◆ WORK ITEM ◆
Every line with "shot" in it must be copied from the data.

(Stored data entries)
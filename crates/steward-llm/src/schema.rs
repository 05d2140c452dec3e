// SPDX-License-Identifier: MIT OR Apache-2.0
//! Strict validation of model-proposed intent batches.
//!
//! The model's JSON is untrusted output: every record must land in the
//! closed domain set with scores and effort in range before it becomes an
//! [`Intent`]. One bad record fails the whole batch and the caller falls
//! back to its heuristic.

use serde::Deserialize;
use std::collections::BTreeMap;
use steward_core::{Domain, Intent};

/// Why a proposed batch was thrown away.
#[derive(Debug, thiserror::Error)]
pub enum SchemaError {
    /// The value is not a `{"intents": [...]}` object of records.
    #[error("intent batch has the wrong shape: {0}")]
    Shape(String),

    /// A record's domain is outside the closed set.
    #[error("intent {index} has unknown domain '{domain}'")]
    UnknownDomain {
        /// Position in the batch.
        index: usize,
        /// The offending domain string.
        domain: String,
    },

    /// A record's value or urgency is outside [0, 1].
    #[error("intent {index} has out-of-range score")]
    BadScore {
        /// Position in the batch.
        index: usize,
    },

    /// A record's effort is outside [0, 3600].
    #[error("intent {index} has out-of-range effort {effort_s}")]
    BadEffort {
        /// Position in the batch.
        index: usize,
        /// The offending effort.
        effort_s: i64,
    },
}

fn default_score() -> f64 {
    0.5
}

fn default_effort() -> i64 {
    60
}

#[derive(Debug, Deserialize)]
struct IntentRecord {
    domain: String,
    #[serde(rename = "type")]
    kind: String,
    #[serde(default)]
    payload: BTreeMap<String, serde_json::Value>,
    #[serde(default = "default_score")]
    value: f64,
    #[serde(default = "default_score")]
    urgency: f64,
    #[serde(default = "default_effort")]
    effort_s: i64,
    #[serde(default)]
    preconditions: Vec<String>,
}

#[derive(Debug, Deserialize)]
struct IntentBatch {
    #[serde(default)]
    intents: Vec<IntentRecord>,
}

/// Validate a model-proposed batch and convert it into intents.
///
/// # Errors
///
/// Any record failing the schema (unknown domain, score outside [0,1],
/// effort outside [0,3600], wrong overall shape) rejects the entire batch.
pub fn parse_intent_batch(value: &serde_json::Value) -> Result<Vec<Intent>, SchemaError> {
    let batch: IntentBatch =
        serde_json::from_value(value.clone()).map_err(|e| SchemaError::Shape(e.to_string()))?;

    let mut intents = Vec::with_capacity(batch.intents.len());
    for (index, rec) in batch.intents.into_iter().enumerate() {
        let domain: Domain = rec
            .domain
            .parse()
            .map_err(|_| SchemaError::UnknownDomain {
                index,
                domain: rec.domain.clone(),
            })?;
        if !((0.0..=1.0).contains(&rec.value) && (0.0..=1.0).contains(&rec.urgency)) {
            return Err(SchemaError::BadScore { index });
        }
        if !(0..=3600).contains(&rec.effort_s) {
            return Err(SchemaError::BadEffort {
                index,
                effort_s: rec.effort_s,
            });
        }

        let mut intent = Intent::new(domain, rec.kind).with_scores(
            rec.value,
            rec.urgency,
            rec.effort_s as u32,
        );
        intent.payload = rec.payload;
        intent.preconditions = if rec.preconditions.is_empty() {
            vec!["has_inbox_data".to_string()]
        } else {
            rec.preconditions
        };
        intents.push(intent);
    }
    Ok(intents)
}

...

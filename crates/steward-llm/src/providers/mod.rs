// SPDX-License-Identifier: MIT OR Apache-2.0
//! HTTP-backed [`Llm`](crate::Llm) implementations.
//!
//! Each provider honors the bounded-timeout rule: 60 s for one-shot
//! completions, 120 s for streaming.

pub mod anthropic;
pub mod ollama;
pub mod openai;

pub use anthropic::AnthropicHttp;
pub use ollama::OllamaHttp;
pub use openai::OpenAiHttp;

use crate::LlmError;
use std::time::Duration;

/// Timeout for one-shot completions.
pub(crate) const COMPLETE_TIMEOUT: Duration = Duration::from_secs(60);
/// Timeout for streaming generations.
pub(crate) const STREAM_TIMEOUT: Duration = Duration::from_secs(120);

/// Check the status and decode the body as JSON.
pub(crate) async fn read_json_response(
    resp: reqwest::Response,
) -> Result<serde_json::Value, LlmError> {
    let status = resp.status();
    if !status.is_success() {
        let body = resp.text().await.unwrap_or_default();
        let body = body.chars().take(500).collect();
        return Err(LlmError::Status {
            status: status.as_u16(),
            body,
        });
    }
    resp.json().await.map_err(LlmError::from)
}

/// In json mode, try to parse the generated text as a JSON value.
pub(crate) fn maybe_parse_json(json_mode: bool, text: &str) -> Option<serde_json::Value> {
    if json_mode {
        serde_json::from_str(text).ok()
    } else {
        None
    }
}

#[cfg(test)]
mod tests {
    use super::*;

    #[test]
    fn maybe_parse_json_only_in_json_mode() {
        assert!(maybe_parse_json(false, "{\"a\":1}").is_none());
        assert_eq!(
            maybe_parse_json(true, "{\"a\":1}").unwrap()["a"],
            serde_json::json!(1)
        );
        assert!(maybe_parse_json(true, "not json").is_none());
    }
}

* * *

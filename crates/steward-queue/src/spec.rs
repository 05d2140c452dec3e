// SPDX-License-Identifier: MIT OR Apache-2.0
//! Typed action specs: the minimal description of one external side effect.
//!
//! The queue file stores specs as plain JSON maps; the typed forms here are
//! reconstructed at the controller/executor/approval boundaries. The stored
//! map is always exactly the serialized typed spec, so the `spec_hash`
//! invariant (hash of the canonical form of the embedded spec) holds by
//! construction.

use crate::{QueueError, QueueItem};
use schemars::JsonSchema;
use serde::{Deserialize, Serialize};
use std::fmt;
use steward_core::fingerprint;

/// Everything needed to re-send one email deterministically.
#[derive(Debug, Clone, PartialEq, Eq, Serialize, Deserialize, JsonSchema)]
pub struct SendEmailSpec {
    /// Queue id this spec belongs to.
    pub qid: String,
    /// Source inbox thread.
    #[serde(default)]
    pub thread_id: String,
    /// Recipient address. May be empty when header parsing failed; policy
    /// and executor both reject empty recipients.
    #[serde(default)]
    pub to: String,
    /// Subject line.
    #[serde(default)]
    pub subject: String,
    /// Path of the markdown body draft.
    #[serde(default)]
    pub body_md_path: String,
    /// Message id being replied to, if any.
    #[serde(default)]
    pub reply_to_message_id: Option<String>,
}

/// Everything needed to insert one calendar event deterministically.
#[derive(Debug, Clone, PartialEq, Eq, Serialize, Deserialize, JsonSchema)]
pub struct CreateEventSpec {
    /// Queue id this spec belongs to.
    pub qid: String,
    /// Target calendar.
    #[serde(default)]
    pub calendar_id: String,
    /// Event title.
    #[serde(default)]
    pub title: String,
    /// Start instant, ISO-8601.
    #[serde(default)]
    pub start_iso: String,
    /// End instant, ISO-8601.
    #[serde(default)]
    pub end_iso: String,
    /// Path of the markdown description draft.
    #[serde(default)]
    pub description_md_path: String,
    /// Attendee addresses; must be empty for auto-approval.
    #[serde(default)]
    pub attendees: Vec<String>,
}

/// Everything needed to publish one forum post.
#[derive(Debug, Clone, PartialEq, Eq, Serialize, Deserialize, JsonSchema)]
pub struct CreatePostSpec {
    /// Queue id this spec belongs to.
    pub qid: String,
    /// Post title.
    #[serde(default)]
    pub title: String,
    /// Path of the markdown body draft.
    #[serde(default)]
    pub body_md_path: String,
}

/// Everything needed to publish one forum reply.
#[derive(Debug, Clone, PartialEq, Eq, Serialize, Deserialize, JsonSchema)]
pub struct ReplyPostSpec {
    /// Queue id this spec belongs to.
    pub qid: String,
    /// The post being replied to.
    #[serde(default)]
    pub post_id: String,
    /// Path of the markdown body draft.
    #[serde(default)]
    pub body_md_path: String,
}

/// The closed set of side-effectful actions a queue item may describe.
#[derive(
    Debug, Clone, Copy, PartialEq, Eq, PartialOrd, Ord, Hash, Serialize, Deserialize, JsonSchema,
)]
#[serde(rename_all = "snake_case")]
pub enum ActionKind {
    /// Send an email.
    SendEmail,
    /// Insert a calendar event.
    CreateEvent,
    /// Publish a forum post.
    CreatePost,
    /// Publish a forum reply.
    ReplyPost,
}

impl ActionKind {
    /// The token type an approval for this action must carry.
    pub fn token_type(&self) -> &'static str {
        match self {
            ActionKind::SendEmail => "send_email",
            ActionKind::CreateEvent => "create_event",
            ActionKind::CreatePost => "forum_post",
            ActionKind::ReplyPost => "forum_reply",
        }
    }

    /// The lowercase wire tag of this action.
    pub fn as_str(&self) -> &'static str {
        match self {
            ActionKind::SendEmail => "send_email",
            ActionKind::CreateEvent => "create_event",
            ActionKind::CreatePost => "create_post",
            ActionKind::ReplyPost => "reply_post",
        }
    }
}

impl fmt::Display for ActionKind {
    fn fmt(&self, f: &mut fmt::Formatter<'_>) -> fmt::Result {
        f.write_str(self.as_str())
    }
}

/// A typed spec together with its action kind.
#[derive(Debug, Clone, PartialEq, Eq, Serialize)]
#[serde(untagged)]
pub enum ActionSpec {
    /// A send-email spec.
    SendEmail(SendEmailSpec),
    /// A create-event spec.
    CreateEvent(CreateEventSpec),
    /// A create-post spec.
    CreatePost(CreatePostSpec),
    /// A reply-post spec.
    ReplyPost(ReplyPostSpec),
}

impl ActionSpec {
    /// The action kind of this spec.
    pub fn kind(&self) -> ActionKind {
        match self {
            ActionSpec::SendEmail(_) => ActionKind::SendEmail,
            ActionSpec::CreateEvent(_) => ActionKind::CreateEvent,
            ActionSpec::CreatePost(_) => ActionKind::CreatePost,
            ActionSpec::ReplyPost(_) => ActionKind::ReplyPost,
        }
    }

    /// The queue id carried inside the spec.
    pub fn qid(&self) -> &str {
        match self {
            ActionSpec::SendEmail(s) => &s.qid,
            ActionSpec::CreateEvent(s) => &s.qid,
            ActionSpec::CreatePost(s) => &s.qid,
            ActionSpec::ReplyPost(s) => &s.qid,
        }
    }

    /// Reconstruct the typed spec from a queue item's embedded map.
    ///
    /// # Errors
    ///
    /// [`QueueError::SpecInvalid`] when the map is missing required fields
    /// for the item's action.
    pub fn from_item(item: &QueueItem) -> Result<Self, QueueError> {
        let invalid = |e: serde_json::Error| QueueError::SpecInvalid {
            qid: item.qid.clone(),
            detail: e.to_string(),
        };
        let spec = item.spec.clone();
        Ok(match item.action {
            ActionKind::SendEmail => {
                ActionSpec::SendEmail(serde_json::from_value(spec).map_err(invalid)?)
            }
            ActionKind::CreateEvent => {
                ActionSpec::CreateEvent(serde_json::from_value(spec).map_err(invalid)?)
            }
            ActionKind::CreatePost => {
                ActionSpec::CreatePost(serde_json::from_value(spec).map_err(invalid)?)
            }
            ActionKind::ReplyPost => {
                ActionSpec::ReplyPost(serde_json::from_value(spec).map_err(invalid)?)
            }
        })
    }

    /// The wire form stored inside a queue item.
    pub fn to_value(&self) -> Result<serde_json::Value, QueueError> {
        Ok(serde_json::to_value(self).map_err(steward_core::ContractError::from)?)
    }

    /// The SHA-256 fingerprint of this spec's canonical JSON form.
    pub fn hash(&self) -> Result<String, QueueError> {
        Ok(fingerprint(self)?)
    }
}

◆ SOLUTION BELOW ◆
//! Each provider honors the bounded-timeout rule: 60 s for one-shot
/// Timeout for one-shot completions.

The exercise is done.